Avantages économiques et sociaux pour le Québec
Détenteur d’une maîtrise en sciences de l’agriculture et de l’environnement, Frédéric Thériault insiste sur les avantages qu’offre Tourne-Sol, non seulement sur le plan de l’emploi et de la santé nutritionnelle, mais également sur le plan économique, sans compter les liens que l’entreprise a permis de créer.
« On parle de retombées au niveau sociétal – une meilleure alimentation qui se traduit en économies pour notre système de santé – sans compter tous les investissements liés à l’approvisionnement auprès d’entreprises locales, ce qui génère d’autres emplois.

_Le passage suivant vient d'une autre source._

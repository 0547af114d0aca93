//! The two tool operations, with every failure folded into the success shape.
//!
//! Internally each step returns `gsearch_core::Result`; only the functions at
//! the bottom of this module (`google_search`, `fetch_page_text`) collapse
//! errors into the strings callers see.

use crate::extract::{extract_text, ExtractedText};
use gsearch_core::{
    FetchBackend, FetchRequest, Result, SearchProvider, SearchQuery, SEARCH_ERROR_PREFIX,
};

/// Outcome of fetching one page, before it is rendered to a single string.
#[derive(Debug, Clone, PartialEq, Eq)]
pub enum PageOutcome {
    Text(ExtractedText),
    /// The server answered with something other than 200.
    Status(u16),
    /// The exchange failed before a status was available.
    Failed(String),
}

impl PageOutcome {
    pub fn render(self, url: &str) -> String {
        match self {
            Self::Text(t) => t.content,
            Self::Status(code) => format!("Failed to fetch {url}, status code: {code}"),
            Self::Failed(details) => format!("Error fetching {url}: {details}"),
        }
    }
}

/// Map a tool-level result count onto a provider hint. Non-positive counts ask
/// for nothing; there is no upper bound beyond what `usize` holds.
pub fn clamp_num_results(num_results: i64) -> usize {
    if num_results <= 0 {
        0
    } else {
        usize::try_from(num_results).unwrap_or(usize::MAX)
    }
}

/// Ask the provider and keep at most `max_results` URLs, in provider order.
pub async fn search_urls(
    provider: &dyn SearchProvider,
    query: &str,
    max_results: usize,
) -> Result<Vec<String>> {
    let q = SearchQuery::new(query).with_max_results(max_results);
    let resp = provider.search(&q).await?;
    Ok(resp
        .results
        .into_iter()
        .take(max_results)
        .map(|r| r.url)
        .collect())
}

/// Search operation: URLs on success, otherwise a one-element list holding the error.
pub async fn google_search(
    provider: &dyn SearchProvider,
    query: &str,
    num_results: i64,
) -> Vec<String> {
    match search_urls(provider, query, clamp_num_results(num_results)).await {
        Ok(urls) => urls,
        Err(e) => {
            tracing::warn!(provider = provider.name(), error = %e, "search failed");
            vec![format!("{SEARCH_ERROR_PREFIX}{}", e.detail())]
        }
    }
}

/// Fetch `url` once and extract its text. Never returns an error.
pub async fn fetch_page(fetcher: &dyn FetchBackend, url: &str) -> PageOutcome {
    let resp = match fetcher.fetch(&FetchRequest::new(url)).await {
        Ok(r) => r,
        Err(e) => return PageOutcome::Failed(e.detail().to_string()),
    };
    if resp.redirected() {
        tracing::debug!(url, final_url = %resp.final_url, "followed redirects");
    }
    if resp.status != 200 {
        return PageOutcome::Status(resp.status);
    }

    // The parsed tree is !Send and parsing is CPU-bound: keep it off the async workers.
    match tokio::task::spawn_blocking(move || extract_text(&resp.body)).await {
        Ok(text) => PageOutcome::Text(text),
        Err(e) => PageOutcome::Failed(format!("text extraction failed: {e}")),
    }
}

/// Fetch operation: cleaned page text, or a sentence describing what went wrong.
pub async fn fetch_page_text(fetcher: &dyn FetchBackend, url: &str) -> String {
    let outcome = fetch_page(fetcher, url).await;
    match &outcome {
        PageOutcome::Text(t) => {
            tracing::debug!(url, chars = t.content.chars().count(), truncated = t.truncated, "page extracted")
        }
        PageOutcome::Status(code) => tracing::warn!(url, status = code, "fetch returned non-200"),
        PageOutcome::Failed(details) => tracing::warn!(url, error = %details, "fetch failed"),
    }
    outcome.render(url)
}
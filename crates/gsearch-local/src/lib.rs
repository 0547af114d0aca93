use gsearch_core::{
    error_chain, Error, FetchBackend, FetchRequest, FetchResponse, Result, FETCH_TIMEOUT,
    FETCH_USER_AGENT,
};
use std::time::{Duration, Instant};

pub mod extract;
pub mod ops;
pub mod search;

pub(crate) fn env(key: &str) -> Option<String> {
    std::env::var(key)
        .ok()
        .map(|s| s.trim().to_string())
        .filter(|s| !s.is_empty())
}

/// Client for one-shot requests: no idle connections are kept, so every call
/// opens (and closes) its own socket and nothing carries over between calls.
pub fn oneshot_client_builder() -> reqwest::ClientBuilder {
    reqwest::Client::builder()
        .redirect(reqwest::redirect::Policy::limited(10))
        .pool_max_idle_per_host(0)
}

#[derive(Debug, Clone)]
pub struct LocalFetcher {
    client: reqwest::Client,
}

impl LocalFetcher {
    pub fn new() -> Result<Self> {
        Self::with_timeout(FETCH_TIMEOUT)
    }

    /// `timeout` covers connect, redirects and body read.
    pub fn with_timeout(timeout: Duration) -> Result<Self> {
        let client = oneshot_client_builder()
            .user_agent(FETCH_USER_AGENT)
            .timeout(timeout)
            .build()
            .map_err(|e| Error::Fetch(error_chain(&e)))?;
        Ok(Self { client })
    }
}

#[async_trait::async_trait]
impl FetchBackend for LocalFetcher {
    async fn fetch(&self, req: &FetchRequest) -> Result<FetchResponse> {
        let t0 = Instant::now();
        let url = url::Url::parse(&req.url).map_err(|e| Error::InvalidUrl(e.to_string()))?;

        let resp = self
            .client
            .get(url)
            .send()
            .await
            .map_err(|e| Error::Fetch(error_chain(&e)))?;

        let final_url = resp.url().to_string();
        let status = resp.status().as_u16();

        // Only successful pages are worth decoding; the status alone decides the rest.
        let body = if status == 200 {
            resp.text()
                .await
                .map_err(|e| Error::Fetch(error_chain(&e)))?
        } else {
            String::new()
        };

        tracing::debug!(url = %req.url, status, elapsed_ms = t0.elapsed().as_millis() as u64, "fetched");

        Ok(FetchResponse {
            url: req.url.clone(),
            final_url,
            status,
            body,
        })
    }
}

On dépense d’ailleurs des sommes importantes dans les quincailleries, par exemple. »
Une agriculture durable, gage d’une souveraineté alimentaire
Tourne-Sol satisfait presque entièrement à l’ensemble des objectifs et critères fixés par le plan d’agriculture durable déposé par le ministère de l’Agriculture, des Pêcheries et de l’Alimentation du Québec.
Daniel Brisebois note que la pandémie, durant laquelle des frontières étaient fermées et la chaîne logistique bloquée, a démontré à quel point la souveraineté alimentaire est importante pour le Québec.
« C’est important de pouvoir se nourrir comme peuple, et les semenciers jouent un rôle primordial. »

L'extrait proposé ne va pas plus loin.